SELECT t.ProductId, t.PositionId, SUM(t.Quantity) AS Quantity
FROM t
WHERE NOT t.PositionId = 0
GROUP BY t.ProductId, t.PositionId
HAVING SUM(t.Quantity) > 0
OPTION (MIN_GRANT_PERCENT = 10);

If you wish to improve performance further I recommend trying out indexed views instead of building and maintaining your own checkpoint table. Indexed views are significantly easier to get right than a custom solution involving your own materialized table or triggers. They will add a small amount of overhead to all DML operations but it may allow you to remove some of the nonclustered indexes that you currently have. Indexed views appear to be supported in the web edition of the product.

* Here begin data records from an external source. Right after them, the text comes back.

use approx::assert_relative_eq;
use jumping_man::level::Level;
use jumping_man::score::{
    HighScoreStore, MemoryStore, Signature, SignatureBuffer, SignatureInput, STORAGE_KEY,
};
use jumping_man::timer::{format_time, LevelTimer};

fn signature(name: &str) -> Signature {
    Signature::parse(name).expect("non-blank signature")
}

#[test]
fn best_times_only_improve() {
    let mut store = HighScoreStore::load(MemoryStore::new());

    assert!(store.is_new_best(Level::One, 42.5));
    store
        .commit(Level::One, 42.5, &signature("ANA"), "2024-06-01")
        .unwrap();

    assert!(!store.is_new_best(Level::One, 50.0));
    assert_relative_eq!(store.best(Level::One).unwrap().time(), 42.5);

    assert!(store.is_new_best(Level::One, 30.0));
    store
        .commit(Level::One, 30.0, &signature("BEN"), "2024-06-02")
        .unwrap();

    let best = store.best(Level::One).unwrap();
    assert_relative_eq!(best.time(), 30.0);
    assert_eq!(best.signature(), Some("BEN"));
}

#[test]
fn committed_scores_survive_a_reload() {
    let mut store = HighScoreStore::load(MemoryStore::new());
    store
        .commit(Level::Three, 88.8, &signature("Cy"), "2024-06-03")
        .unwrap();
    let text = store.storage().item(STORAGE_KEY).unwrap();

    let reloaded = HighScoreStore::load(MemoryStore::with_item(STORAGE_KEY, &text));
    assert_relative_eq!(reloaded.best(Level::Three).unwrap().time(), 88.8);
    assert!(reloaded.best(Level::One).is_none());
}

#[test]
fn a_list_valued_level_discards_the_whole_store() {
    let storage = MemoryStore::with_item(STORAGE_KEY, r#"{"level1": [1, 2, 3], "level2": 20.0}"#);
    let store = HighScoreStore::load(storage);

    for level in Level::ALL {
        assert!(store.best(level).is_none());
    }
    assert_eq!(store.storage().item(STORAGE_KEY), None);
}

#[test]
fn typed_signature_is_trimmed_and_saved() {
    let mut buffer = SignatureBuffer::new();
    for key in [" ", "M", "a", "x", " "] {
        buffer.handle_key(key);
    }
    let signed = match buffer.handle_key("Enter") {
        SignatureInput::Submit(signed) => signed,
        other => panic!("expected a submission, got {:?}", other),
    };
    assert_eq!(signed.as_str(), "Max");

    let mut store = HighScoreStore::load(MemoryStore::new());
    store.commit(Level::Two, 61.005, &signed, "2024-06-04").unwrap();
    assert_eq!(store.best(Level::Two).unwrap().signature(), Some("Max"));
}

#[test]
fn timer_feeds_the_final_time() {
    let mut timer = LevelTimer::new();
    timer.reset(0.0);
    for frame in 1..=3004 {
        timer.tick(f64::from(frame) * 25.0, 25.0);
    }
    assert_eq!(format_time(timer.elapsed_seconds()), "1:15.100");
    assert_eq!(format_time(75.123), "1:15.123");
}
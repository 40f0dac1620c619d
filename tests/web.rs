//! Browser-only checks, run with `wasm-pack test --headless --firefox`
#![cfg(target_arch = "wasm32")]

use jumping_man::level::Level;
use jumping_man::score::{HighScoreStore, KeyValueStore, ScoreStorage, Signature, STORAGE_KEY};
use wasm_bindgen_test::*;

wasm_bindgen_test_configure!(run_in_browser);

#[wasm_bindgen_test]
fn scores_round_trip_through_local_storage() {
    let storage = ScoreStorage::open();
    storage.remove(STORAGE_KEY).unwrap();

    let mut store = HighScoreStore::load(storage);
    let signature = Signature::parse("Web").unwrap();
    store
        .commit(Level::Two, 12.5, &signature, "2024-01-01")
        .unwrap();

    let reloaded = HighScoreStore::load(ScoreStorage::open());
    assert_eq!(reloaded.best(Level::Two).unwrap().time(), 12.5);

    let mut cleanup = reloaded;
    cleanup.clear().unwrap();
    assert!(ScoreStorage::open().get(STORAGE_KEY).unwrap().is_none());
}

There are some restrictions on indexed views so you'll need to create a pair of them. Below is an example implementation, along with the fake data that I used for testing:

CREATE TABLE dbo.ProductPositionLog (
    LogId BIGINT NOT NULL,
    ProductId BIGINT NOT NULL,
    FromPositionId BIGINT NOT NULL,
    ToPositionId BIGINT NOT NULL,
    Quantity INT NOT NULL,
    FILLER VARCHAR(20),
    PRIMARY KEY (LogId)
);

INSERT INTO dbo.ProductPositionLog WITH (TABLOCK)
SELECT RN, RN % 100, RN % 3999, 3998 - (RN % 3999), RN % 10, REPLICATE('Z', 20)
FROM (
    SELECT ROW_NUMBER() OVER (ORDER BY (SELECT NULL)) RN
    FROM master..spt_values t1
    CROSS JOIN master..spt_values t2
) q;

CREATE INDEX NCI1 ON dbo.ProductPositionLog (ToPositionId, ProductId) INCLUDE (Quantity);
CREATE INDEX NCI2 ON dbo.ProductPositionLog (FromPositionId, ProductId) INCLUDE (Quantity);

GO    

CREATE VIEW ProductPositionLog_1
WITH SCHEMABINDING  
AS  
   SELECT ToPositionId AS PositionId, SUM(Quantity) AS Quantity, ProductId, COUNT_BIG(*) CNT
    FROM dbo.ProductPositionLog
    WHERE ToPositionId <> 0
    GROUP BY ToPositionId, ProductId
GO  

CREATE UNIQUE CLUSTERED INDEX IDX_V1   
    ON ProductPositionLog_1 (PositionId, ProductId);  
GO  

CREATE VIEW ProductPositionLog_2
WITH SCHEMABINDING  
AS  
   SELECT FromPositionId AS PositionId, SUM(Quantity) AS Quantity, ProductId, COUNT_BIG(*) CNT
    FROM dbo.ProductPositionLog
    WHERE FromPositionId <> 0
    GROUP BY FromPositionId, ProductId
GO  

CREATE UNIQUE CLUSTERED INDEX IDX_V2   
    ON ProductPositionLog_2 (PositionId, ProductId);  
GO  

Without the indexed views the query takes about 2.7 seconds to finish on my machine. I get a similar plan to yours except mine runs in serial:

enter image description here

I believe that you'll need to query the indexed views with the NOEXPAND hint because you aren't on enterprise edition. Here's one way to do that:

WITH t AS
(
    SELECT PositionId, Quantity, ProductId 
    FROM ProductPositionLog_1 WITH (NOEXPAND)
    UNION ALL
    SELECT PositionId, Quantity, ProductId 
    FROM ProductPositionLog_2 WITH (NOEXPAND)
)
SELECT t.ProductId, t.PositionId, SUM(t.Quantity) AS Quantity
FROM t
GROUP BY t.ProductId, t.PositionId
HAVING SUM(t.Quantity) > 0;

This query has a simpler plan and finishes in under 400 ms on my machine:

enter image description here

The best part is that you won't have to change any of the application code that loads data into the ProductPositionLog table. You simply need to verify that the DML overhead of the pair of indexed views is acceptable.